Parsec 3 emits much more friendly error messages, and can handle many different input types. Attoparsec, being aimed at plumbing-oriented network protocols, considers friendly error messages to not be worth the effort, and is specialised to the arrays of bytes you get straight off the network.
Parsec 3 requires all of its input to be available when the parser is run (either in one large chunk or via lazy I/O). If Attoparsec has insufficient data to return a complete result, it hands back a continuation that you provide extra data to. This eliminates the need for lazy I/O and any additional buffering, and makes for a beautiful, pure API that doesn't care what its input source is.

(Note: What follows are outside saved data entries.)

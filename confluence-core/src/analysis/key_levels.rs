//! Tiered support / resistance levels.
//!
//! Levels are collected from four independent tiers (daily bar, 4h swing points, the 1h
//! volume profile and the 5m range), sorted by price and deduplicated within
//! [`DEDUPE_TOLERANCE`].

use crate::{
    analysis::{
        calc::{highest_high, lowest_low},
        volume_profile::VolumeProfile,
    },
    candle::{Candle, CandleSet, Timeframe},
};
use derive_more::Display;
use serde::{Deserialize, Serialize};

/// Relative distance under which two levels are considered the same level.
pub const DEDUPE_TOLERANCE: f64 = 0.005;

/// Bars on each side a 4h swing point must dominate.
const SWING_LOOKBACK: usize = 5;

/// Minimum 5m candles before the 5m range is used.
const MIN_5M_CANDLES: usize = 10;

#[derive(Debug, Display, Clone, Copy, PartialEq, Eq, Hash, Deserialize, Serialize)]
pub enum KeyLevelKind {
    #[display("DAILY_HIGH")]
    #[serde(rename = "DAILY_HIGH")]
    DailyHigh,
    #[display("DAILY_LOW")]
    #[serde(rename = "DAILY_LOW")]
    DailyLow,
    #[display("DAILY_OPEN")]
    #[serde(rename = "DAILY_OPEN")]
    DailyOpen,
    #[display("4H_SWING_HIGH")]
    #[serde(rename = "4H_SWING_HIGH")]
    SwingHigh4h,
    #[display("4H_SWING_LOW")]
    #[serde(rename = "4H_SWING_LOW")]
    SwingLow4h,
    #[display("POC")]
    #[serde(rename = "POC")]
    Poc,
    #[display("HVN")]
    #[serde(rename = "HVN")]
    Hvn,
    #[display("LVN")]
    #[serde(rename = "LVN")]
    Lvn,
    #[display("5M_RESISTANCE")]
    #[serde(rename = "5M_RESISTANCE")]
    Resistance5m,
    #[display("5M_SUPPORT")]
    #[serde(rename = "5M_SUPPORT")]
    Support5m,
}

#[derive(Debug, Clone, Copy, PartialEq, Deserialize, Serialize)]
pub struct KeyLevel {
    pub price: f64,
    #[serde(rename = "type")]
    pub kind: KeyLevelKind,
    pub timeframe: Timeframe,
    /// 1 (weak) to 5 (strong)
    pub significance: u8,
    #[serde(skip_serializing_if = "Option::is_none")]
    pub touches: Option<u32>,
}

impl KeyLevel {
    fn new(price: f64, kind: KeyLevelKind, timeframe: Timeframe, significance: u8) -> Self {
        Self {
            price,
            kind,
            timeframe,
            significance,
            touches: None,
        }
    }
}

/// Price sorted, deduplicated key levels.
#[derive(Debug, Clone, Default, PartialEq, Deserialize, Serialize)]
#[serde(transparent)]
pub struct KeyLevels(Vec<KeyLevel>);

impl KeyLevels {
    /// Detect key levels from the 1h volume profile and the raw candles.
    pub fn detect(profile: &VolumeProfile, candles: &CandleSet) -> Self {
        let mut levels = Vec::new();

        if let Some(daily) = candles.last(Timeframe::D1) {
            levels.extend([
                KeyLevel::new(daily.high, KeyLevelKind::DailyHigh, Timeframe::D1, 5),
                KeyLevel::new(daily.low, KeyLevelKind::DailyLow, Timeframe::D1, 5),
                KeyLevel::new(daily.open, KeyLevelKind::DailyOpen, Timeframe::D1, 4),
            ]);
        }

        levels.extend(swing_points(candles.get(Timeframe::H4), SWING_LOOKBACK));

        levels.push(KeyLevel::new(
            profile.poc.price,
            KeyLevelKind::Poc,
            Timeframe::H1,
            3,
        ));
        levels.extend(
            profile
                .hvn
                .iter()
                .take(3)
                .map(|bin| KeyLevel::new(bin.price_level, KeyLevelKind::Hvn, Timeframe::H1, 3)),
        );
        levels.extend(
            profile
                .lvn
                .iter()
                .take(2)
                .map(|bin| KeyLevel::new(bin.price_level, KeyLevelKind::Lvn, Timeframe::H1, 2)),
        );

        let five_minute = candles.get(Timeframe::M5);
        if five_minute.len() >= MIN_5M_CANDLES {
            if let Some(high) = highest_high(five_minute) {
                levels.push(KeyLevel::new(high, KeyLevelKind::Resistance5m, Timeframe::M5, 2));
            }
            if let Some(low) = lowest_low(five_minute) {
                levels.push(KeyLevel::new(low, KeyLevelKind::Support5m, Timeframe::M5, 2));
            }
        }

        Self::from_unsorted(levels)
    }

    /// Sort ascending by price and drop levels within [`DEDUPE_TOLERANCE`] of a kept level.
    pub fn from_unsorted(mut levels: Vec<KeyLevel>) -> Self {
        levels.retain(|level| level.price.is_finite());
        levels.sort_by(|a, b| a.price.total_cmp(&b.price));

        let mut kept: Vec<KeyLevel> = Vec::with_capacity(levels.len());
        for level in levels {
            let duplicate = kept
                .iter()
                .any(|k| (k.price - level.price).abs() / k.price.abs() < DEDUPE_TOLERANCE);
            if !duplicate {
                kept.push(level);
            }
        }

        Self(kept)
    }

    /// Levels strictly below `price` (nearest first) and strictly above (nearest first).
    pub fn supports_resistances(&self, price: f64) -> (Vec<KeyLevel>, Vec<KeyLevel>) {
        let supports = self.0.iter().rev().filter(|l| l.price < price).copied().collect();
        let resistances = self.0.iter().filter(|l| l.price > price).copied().collect();
        (supports, resistances)
    }

    /// First `n` levels in price order.
    pub fn top(&self, n: usize) -> Vec<KeyLevel> {
        self.0.iter().take(n).copied().collect()
    }

    pub fn as_slice(&self) -> &[KeyLevel] {
        &self.0
    }

    pub fn len(&self) -> usize {
        self.0.len()
    }

    pub fn is_empty(&self) -> bool {
        self.0.is_empty()
    }
}

/// A bar is a swing high if its high is >= every high in the `lookback` bars on each
/// side; a swing low mirrors that with lows.
fn swing_points(candles: &[Candle], lookback: usize) -> Vec<KeyLevel> {
    if candles.len() < lookback * 2 + 1 {
        return Vec::new();
    }

    let mut swings = Vec::new();
    for index in lookback..candles.len() - lookback {
        let candle = &candles[index];
        let before = &candles[index - lookback..index];
        let after = &candles[index + 1..=index + lookback];

        let swing_high = before.iter().chain(after).all(|c| candle.high >= c.high);
        if swing_high {
            swings.push(KeyLevel {
                touches: Some(1),
                ..KeyLevel::new(candle.high, KeyLevelKind::SwingHigh4h, Timeframe::H4, 4)
            });
        }

        let swing_low = before.iter().chain(after).all(|c| candle.low <= c.low);
        if swing_low {
            swings.push(KeyLevel {
                touches: Some(1),
                ..KeyLevel::new(candle.low, KeyLevelKind::SwingLow4h, Timeframe::H4, 4)
            });
        }
    }

    swings
}
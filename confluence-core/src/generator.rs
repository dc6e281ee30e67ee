use crate::{
    candle::CandleSet,
    error::SignalError,
    provider::{MarketDataProvider, fetch_candle_set},
    signal::{SignalSynthesizer, TradingSignal},
    strategy::{AnalysisBundle, Strategy, StrategyResult, default_strategies},
};
use std::{fmt, sync::Arc};
use tracing::{debug, info};

/// Runs the full analysis pipeline for a symbol: fetch, analyse, evaluate, synthesise.
///
/// Holds no per-call state, so one generator may serve concurrent requests.
pub struct SignalGenerator {
    provider: Arc<dyn MarketDataProvider>,
    strategies: Vec<Box<dyn Strategy>>,
}

impl fmt::Debug for SignalGenerator {
    fn fmt(&self, f: &mut fmt::Formatter<'_>) -> fmt::Result {
        f.debug_struct("SignalGenerator")
            .field("strategies", &self.strategies.iter().map(|s| s.id()).collect::<Vec<_>>())
            .finish_non_exhaustive()
    }
}

impl SignalGenerator {
    /// Construct a generator using the default evaluators.
    pub fn new(provider: Arc<dyn MarketDataProvider>) -> Self {
        Self {
            provider,
            strategies: default_strategies(),
        }
    }

    /// Fetch candles for every timeframe and generate a [`TradingSignal`].
    ///
    /// Timeframes the provider fails to deliver degrade the signal rather than failing it;
    /// only missing 1h data is an error.
    pub async fn generate_signal(
        &self,
        symbol: &str,
        venue: &str,
    ) -> Result<TradingSignal, SignalError> {
        let symbol = symbol.trim();
        if symbol.is_empty() {
            return Err(SignalError::MissingSymbol);
        }

        let candles = fetch_candle_set(self.provider.as_ref(), symbol).await;
        self.generate_from_candles(symbol, venue, candles)
    }

    /// Generate a [`TradingSignal`] from an already fetched [`CandleSet`].
    pub fn generate_from_candles(
        &self,
        symbol: &str,
        venue: &str,
        candles: CandleSet,
    ) -> Result<TradingSignal, SignalError> {
        let input = AnalysisBundle::build(symbol, venue, candles)?;

        let results: Vec<StrategyResult> = self
            .strategies
            .iter()
            .map(|strategy| {
                let result = strategy.generate(&input);
                debug!(
                    %symbol,
                    strategy = %result.strategy,
                    signal = %result.signal,
                    confidence = result.confidence,
                    "strategy evaluated"
                );
                result
            })
            .collect();

        let signal = SignalSynthesizer::synthesize(&input, &results);

        info!(
            %symbol,
            %venue,
            signal = %signal.signal,
            confidence = signal.confidence,
            strategy = %signal.strategy_used,
            "signal generated"
        );

        Ok(signal)
    }
}
use confluence_data::{VenueConfig, VenueName};
use std::{str::FromStr, time::Duration};
use tracing::warn;

const DEFAULT_HOST: &str = "127.0.0.1";
const DEFAULT_PORT: u16 = 3000;
const DEFAULT_SIGNAL_TIMEOUT_SECS: u64 = 30;

/// Log output format selected with `LOG_FORMAT`.
#[derive(Debug, Clone, Copy, PartialEq, Eq, Default)]
pub enum LogFormat {
    #[default]
    Text,
    Json,
}

/// Server configuration read from environment variables.
#[derive(Debug, Clone, PartialEq, Eq)]
pub struct ServerConfig {
    pub host: String,
    pub port: u16,
    /// Upper bound on one signal generation, venue fetches included
    pub signal_timeout: Duration,
    /// Venue used when a request omits `broker`
    pub default_venue: VenueName,
    pub binance: VenueConfig,
    pub log_format: LogFormat,
}

impl Default for ServerConfig {
    fn default() -> Self {
        Self {
            host: DEFAULT_HOST.to_string(),
            port: DEFAULT_PORT,
            signal_timeout: Duration::from_secs(DEFAULT_SIGNAL_TIMEOUT_SECS),
            default_venue: VenueName::Binance,
            binance: VenueConfig::new(VenueName::Binance),
            log_format: LogFormat::Text,
        }
    }
}

impl ServerConfig {
    pub fn from_env() -> Self {
        Self::from_lookup(|key| std::env::var(key).ok())
    }

    /// Build from `lookup`, falling back to the default for unset or malformed values.
    pub fn from_lookup<F>(lookup: F) -> Self
    where
        F: Fn(&str) -> Option<String>,
    {
        let defaults = Self::default();

        let binance = VenueConfig::new(VenueName::Binance)
            .with_credentials(
                lookup("BINANCE_API_KEY").unwrap_or_default(),
                lookup("BINANCE_API_SECRET").unwrap_or_default(),
            )
            .with_testnet(parse_or(&lookup, "BINANCE_TESTNET", false));

        let log_format = match lookup("LOG_FORMAT") {
            Some(format) if format.eq_ignore_ascii_case("json") => LogFormat::Json,
            _ => LogFormat::Text,
        };

        Self {
            host: lookup("HOST").unwrap_or(defaults.host),
            port: parse_or(&lookup, "PORT", defaults.port),
            signal_timeout: Duration::from_secs(parse_or(
                &lookup,
                "SIGNAL_TIMEOUT_SECS",
                DEFAULT_SIGNAL_TIMEOUT_SECS,
            )),
            default_venue: parse_or(&lookup, "DEFAULT_VENUE", defaults.default_venue),
            binance,
            log_format,
        }
    }

    pub fn bind_addr(&self) -> String {
        format!("{}:{}", self.host, self.port)
    }

    /// Venue configuration for `name`. Only Binance carries credentials.
    pub fn venue_config(&self, name: VenueName) -> VenueConfig {
        match name {
            VenueName::Binance => self.binance.clone(),
            other => VenueConfig::new(other),
        }
    }
}

fn parse_or<F, T>(lookup: &F, key: &str, default: T) -> T
where
    F: Fn(&str) -> Option<String>,
    T: FromStr,
{
    match lookup(key) {
        Some(raw) => raw.trim().parse().unwrap_or_else(|_| {
            warn!(key, value = %raw, "invalid configuration value, using default");
            default
        }),
        None => default,
    }
}
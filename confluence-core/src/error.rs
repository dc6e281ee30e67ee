use crate::candle::Timeframe;
use serde::{Deserialize, Serialize};
use thiserror::Error;

/// Errors raised by the analysis engines when a hard input requirement is violated.
#[derive(Debug, Clone, Eq, PartialEq, Hash, Deserialize, Serialize, Error)]
pub enum AnalysisError {
    #[error("invalid input: {0}")]
    InvalidInput(String),
}

/// Failure to obtain candles for one [`Timeframe`] from a
/// [`MarketDataProvider`](crate::provider::MarketDataProvider).
///
/// Never aborts a signal generation: the fetch step substitutes an empty sequence.
#[derive(Debug, Clone, Eq, PartialEq, Hash, Deserialize, Serialize, Error)]
pub enum ProviderError {
    #[error("market data unavailable for {timeframe}: {reason}")]
    Unavailable { timeframe: Timeframe, reason: String },
}

/// All errors surfaced by [`SignalGenerator::generate_signal`](crate::generator::SignalGenerator).
#[derive(Debug, Clone, Eq, PartialEq, Hash, Deserialize, Serialize, Error)]
pub enum SignalError {
    #[error("signal analysis failed: {0}")]
    Analysis(#[from] AnalysisError),

    #[error("symbol is required")]
    MissingSymbol,
}

impl SignalError {
    /// Determine if the error was caused by the caller rather than the market data.
    pub fn is_client_error(&self) -> bool {
        matches!(self, SignalError::MissingSymbol)
    }
}
//! Managed assets directory: `<root>/photos` and `<root>/icons`.

use super::error::StoreResult;
use std::fs;
use std::path::{Path, PathBuf};

pub const PHOTOS_DIR: &str = "photos";
pub const ICONS_DIR: &str = "icons";

#[derive(Debug, Clone, PartialEq, Eq)]
pub struct Assets {
    root: PathBuf,
}

impl Assets {
    pub fn new(root: impl Into<PathBuf>) -> Self {
        Self { root: root.into() }
    }

    pub fn root(&self) -> &Path {
        &self.root
    }

    pub fn photos_dir(&self) -> PathBuf {
        self.root.join(PHOTOS_DIR)
    }

    pub fn icons_dir(&self) -> PathBuf {
        self.root.join(ICONS_DIR)
    }

    /// Creates the photos and icons directories if they are missing.
    pub fn ensure(&self) -> StoreResult<()> {
        fs::create_dir_all(self.photos_dir())?;
        fs::create_dir_all(self.icons_dir())?;
        Ok(())
    }

    /// Where [`store_photo`](Self::store_photo) puts `source` for `student_id`:
    /// `<photos>/<student_id>.<ext>`, extension lowercased.
    pub fn photo_path(&self, source: &Path, student_id: &str) -> PathBuf {
        let file_name = match source.extension().and_then(|ext| ext.to_str()) {
            Some(ext) => format!("{}.{}", student_id, ext.to_lowercase()),
            None => student_id.to_string(),
        };
        self.photos_dir().join(file_name)
    }

    /// Copies `source` into the photos directory and returns the stored path.
    /// An existing photo for the student is replaced.
    pub fn store_photo(&self, source: &Path, student_id: &str) -> StoreResult<PathBuf> {
        fs::create_dir_all(self.photos_dir())?;
        let target = self.photo_path(source, student_id);
        fs::copy(source, &target)?;
        tracing::debug!(source = %source.display(), target = %target.display(), "stored student photo");
        Ok(target)
    }
}
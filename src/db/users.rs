use crate::libs::error::StoreResult;
use crate::libs::messages::Message;
use crate::libs::outcome::{unique_violation, WriteOutcome};
use crate::libs::user::User;
use rusqlite::{params, Connection, OptionalExtension};

const INSERT_USER: &str = "INSERT INTO users (username, email, password_hash, full_name, role) VALUES (?1, ?2, ?3, ?4, ?5)";
const SELECT_BY_CREDENTIALS: &str = "
    SELECT user_id, username, email, password_hash, full_name, role
    FROM users
    WHERE (username = ?1 OR email = ?1) AND password_hash = ?2
    ORDER BY user_id
    LIMIT 1
";
const SELECT_BY_EMAIL: &str = "SELECT user_id, username, email, password_hash, full_name, role FROM users WHERE email = ?1";
const UPDATE_PASSWORD: &str = "UPDATE users SET password_hash = ?2 WHERE email = ?1";

/// Account storage and the credential check. Digests are opaque here; the
/// caller decides how passwords are hashed.
pub struct Users<'a> {
    conn: &'a Connection,
}

impl<'a> Users<'a> {
    pub fn new(conn: &'a Connection) -> Self {
        Self { conn }
    }

    pub fn add_user(&self, user: &User) -> WriteOutcome {
        let result = self.conn.execute(
            INSERT_USER,
            params![user.username, user.email, user.password_hash, user.full_name, user.role],
        );
        match result {
            Ok(affected) => {
                tracing::debug!(username = %user.username, role = %user.role, "user registered");
                WriteOutcome::ok(Message::UserRegistered, affected)
            }
            Err(e) if unique_violation(&e).is_some() => WriteOutcome::failed(Message::UserAlreadyExists),
            Err(e) => WriteOutcome::failed(Message::UserError(e.to_string())),
        }
    }

    /// The user whose username or email is `identifier` and whose stored
    /// digest equals `password_hash`.
    pub fn authenticate(&self, identifier: &str, password_hash: &str) -> StoreResult<Option<User>> {
        let user = self
            .conn
            .query_row(SELECT_BY_CREDENTIALS, params![identifier, password_hash], User::from_row)
            .optional()?;
        tracing::debug!(identifier, matched = user.is_some(), "authentication attempt");
        Ok(user)
    }

    pub fn get_user_by_email(&self, email: &str) -> StoreResult<Option<User>> {
        Ok(self.conn.query_row(SELECT_BY_EMAIL, params![email], User::from_row).optional()?)
    }

    /// Replaces the digest of the account registered under `email`; an
    /// unknown email changes nothing and still succeeds.
    pub fn update_password(&self, email: &str, password_hash: &str) -> WriteOutcome {
        match self.conn.execute(UPDATE_PASSWORD, params![email, password_hash]) {
            Ok(affected) => WriteOutcome::ok(Message::PasswordUpdated, affected),
            Err(e) => WriteOutcome::failed(Message::PasswordUpdateFailed(e.to_string())),
        }
    }
}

The memory footprint of the Attoparsec-based parser is small: it will run in 568KB of heap on my 64-bit laptop. The smallest heap size that the Parsec 3 parser can survive in isn't all that much larger: with lazily read input, it will run in a 750KB heap.
Overall, this is yet another instance where a little careful attention to performance yields very exciting results. Personally, I'd be quite happy to trade a 97% reduction in code size for such a small performance hit, especially given the clarity, ease of use, and flexibility of the resulting code. (The
http_parser API is frankly not so much fun to use, even though I completely understand the motivation behind it.)
Were their any specific big changes that led to the speed-ups of attoparsec? Or was it just ruthlessly crushing a lot of small things?
Very exciting! When can we expect the new version of the library?
A blog post about how you achieved these great speed-ups would be great!
“For sets of fewer than 32 elements, we test for membership using a binary search.”
but tableCutoff = 8
Probably, sequential search is faster for very small table?